Hermann glares at him thoughtfully.

“I didn’t say drown,” he says. “Why do you think I’m going to drown?”

“I don’t,” Newt says. “I mean, even if you fell I’d just grab you.”

“If you could. Why did you say that?”

“I know,” Newt says. “That’s what I’m saying.”

“You know me too well, that’s all,” Hermann says, shrugging at him.

“That’s what I’m saying,” Newt says. “Come on, Hermann. Christ. Go in the ocean with me, just for a second.”

“Fine!” Hermann says. He pulls free and starts off toward the water before Newt is ready.

“Hey!” Newt says. “All right, catching up.”

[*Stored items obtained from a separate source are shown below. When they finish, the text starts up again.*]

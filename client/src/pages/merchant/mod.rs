//! Merchant area: shop dashboard, product catalogue and incoming orders.

pub mod dashboard;
pub mod orders;
pub mod products;

use leptos::prelude::*;

/// Secondary tab strip for the merchant area.
#[component]
pub fn MerchantNav() -> impl IntoView {
    view! {
        <nav class="subnav">
            <a href="/merchant">"Ringkasan"</a>
            <a href="/merchant/products">"Produk"</a>
            <a href="/merchant/orders">"Pesanan"</a>
        </nav>
    }
}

Hermann is taking off his shoes and rolling his pants up, hopping stiffly along the cold beach. Newt trots behind, following suit. “Hang on, hang on!” he says. A rock jabs him between the toes, and he says, “Ouch, ouch!” and then they both stumble up to their ankles into the frigid water.

Oh,” Hermann says. “God, that’s cold.”

Newt grabs Hermann’s arms, laughing and wobbling and chattering. “Shit,” he says. “Sorry. It really is cold. Is your cane going to get stuck in the sand? My feet are going numb.”

“Oh, you think you hurt,” Hermann growls. “And no, it’s not stuck!” He pulls on it to demonstrate and wobbles a little. Newt is so stupid. Stupid, stupid.

“We can get out,” Newt says. “Christ, this is cold.”

Hermann nods. “Yes, yes. Let’s.”

They climb out of the water, shivering and hissing like geese. Newt grabs his shoes and Hermann’s without really letting go.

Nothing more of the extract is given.